= What to produce =
Filter the entries down to the lines holding "Router", then copy those lines.

═══ Data under study ═══

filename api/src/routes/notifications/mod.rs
use axum::{
    Router,
    routing::{get, put},
};

use crate::state::AppState;

mod get;
mod put;

pub use get::list_notifications;
pub use put::{mark_all_read, mark_read};

pub fn notification_routes() -> Router<AppState> {
    Router::new()
        .route("/", get(list_notifications))
        .route("/read-all", put(mark_all_read))
        .route("/{notification_id}/read", put(mark_read))
}
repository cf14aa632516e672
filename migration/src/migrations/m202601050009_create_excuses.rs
use sea_orm_migration::prelude::*;

pub struct Migration;

impl MigrationName for Migration {
    fn name(&self) -> &str {
        "m202601050009_create_excuses"
    }
}

#[async_trait::async_trait]
impl MigrationTrait for Migration {
    async fn up(&self, manager: &SchemaManager) -> Result<(), DbErr> {
        manager
            .create_table(
                Table::create()
                    .table(Alias::new("excuses"))
                    .if_not_exists()
                    .col(ColumnDef::new(Alias::new("id")).integer().not_null().auto_increment().primary_key())
                    .col(ColumnDef::new(Alias::new("user_id")).integer().not_null())
                    .col(ColumnDef::new(Alias::new("schedule_id")).integer().not_null())
                    .col(ColumnDef::new(Alias::new("reason")).string().null())
                    .col(ColumnDef::new(Alias::new("created_at")).timestamp().not_null().default(Expr::cust("CURRENT_TIMESTAMP")))
                    .foreign_key(
                        ForeignKey::create()
                            .name("fk_excuses_user")
                            .from(Alias::new("excuses"), Alias::new("user_id"))
                            .to(Alias::new("users"), Alias::new("id"))
                            .on_delete(ForeignKeyAction::Cascade),
                    )
                    .foreign_key(
                        ForeignKey::create()
                            .name("fk_excuses_schedule")
                            .from(Alias::new("excuses"), Alias::new("schedule_id"))
                            .to(Alias::new("attendance_schedules"), Alias::new("id"))
                            .on_delete(ForeignKeyAction::Cascade),
                    )
                    .to_owned(),
            )
            .await?;

        manager
            .create_index(
                Index::create()
                    .name("uq_excuses_user_schedule")
                    .table(Alias::new("excuses"))
                    .col(Alias::new("user_id"))
                    .col(Alias::new("schedule_id"))
                    .unique()
                    .if_not_exists()
                    .to_owned(),
            )
            .await
    }

    async fn down(&self, manager: &SchemaManager) -> Result<(), DbErr> {
        manager
            .drop_table(Table::drop().table(Alias::new("excuses")).to_owned())
            .await
    }
}
use sea_orm_migration::prelude::*;

pub struct Migration;

impl MigrationName for Migration {
    fn name(&self) -> &str {
        "m202601050005_create_attendance_schedules"
    }
}

#[async_trait::async_trait]
impl MigrationTrait for Migration {
    async fn up(&self, manager: &SchemaManager) -> Result<(), DbErr> {
        manager
            .create_table(
                Table::create()
                    .table(Alias::new("attendance_schedules"))
                    .if_not_exists()
                    .col(ColumnDef::new(Alias::new("id")).integer().not_null().auto_increment().primary_key())
                    .col(ColumnDef::new(Alias::new("room_id")).integer().not_null())
                    .col(ColumnDef::new(Alias::new("name")).string().not_null())
                    .col(ColumnDef::new(Alias::new("description")).string().null())
                    .col(ColumnDef::new(Alias::new("date")).date().not_null())
                    .col(ColumnDef::new(Alias::new("start_time")).time().not_null())
                    .col(ColumnDef::new(Alias::new("end_time")).time().not_null())
                    .col(ColumnDef::new(Alias::new("archived")).boolean().not_null().default(false))
                    .col(ColumnDef::new(Alias::new("created_at")).timestamp().not_null().default(Expr::cust("CURRENT_TIMESTAMP")))
                    .foreign_key(
                        ForeignKey::create()
                            .name("fk_att_sched_room")
                            .from(Alias::new("attendance_schedules"), Alias::new("room_id"))
                            .to(Alias::new("rooms"), Alias::new("id"))
                            .on_delete(ForeignKeyAction::Cascade),
                    )
                    .to_owned(),
            )
            .await?;

        manager
            .create_index(
                Index::create()
                    .name("idx_att_sched_room_date")
                    .table(Alias::new("attendance_schedules"))
                    .col(Alias::new("room_id"))
                    .col(Alias::new("date"))
                    .if_not_exists()
                    .to_owned(),
            )
            .await
    }

    async fn down(&self, manager: &SchemaManager) -> Result<(), DbErr> {
        manager
            .drop_table(Table::drop().table(Alias::new("attendance_schedules")).to_owned())
            .await
    }
}
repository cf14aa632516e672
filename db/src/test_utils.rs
use migration::Migrator;
use sea_orm::{Database, DatabaseConnection};
use sea_orm_migration::MigratorTrait;

pub async fn setup_test_db() -> DatabaseConnection {
    let db = Database::connect("sqlite::memory:")
        .await
        .expect("Failed to connect to in-memory db");

    Migrator::up(&db, None)
        .await
        .expect("Failed to run migrations");

    db
}
use axum::{Json, Router, response::IntoResponse, routing::get};

use crate::response::ApiResponse;
use crate::state::AppState;

pub fn health_routes() -> Router<AppState> {
    Router::new().route("/", get(health_check))
}

/// GET /api/health
///
/// ```json
/// { "success": true, "data": "OK", "message": "Health check passed" }
/// ```
async fn health_check() -> impl IntoResponse {
    Json(ApiResponse::success("OK", "Health check passed"))
}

═══

= Answer for this exercise =
    Router,
pub fn notification_routes() -> Router<AppState> {
    Router::new()
use axum::{Json, Router, response::IntoResponse, routing::get};
pub fn health_routes() -> Router<AppState> {
    Router::new().route("/", get(health_check))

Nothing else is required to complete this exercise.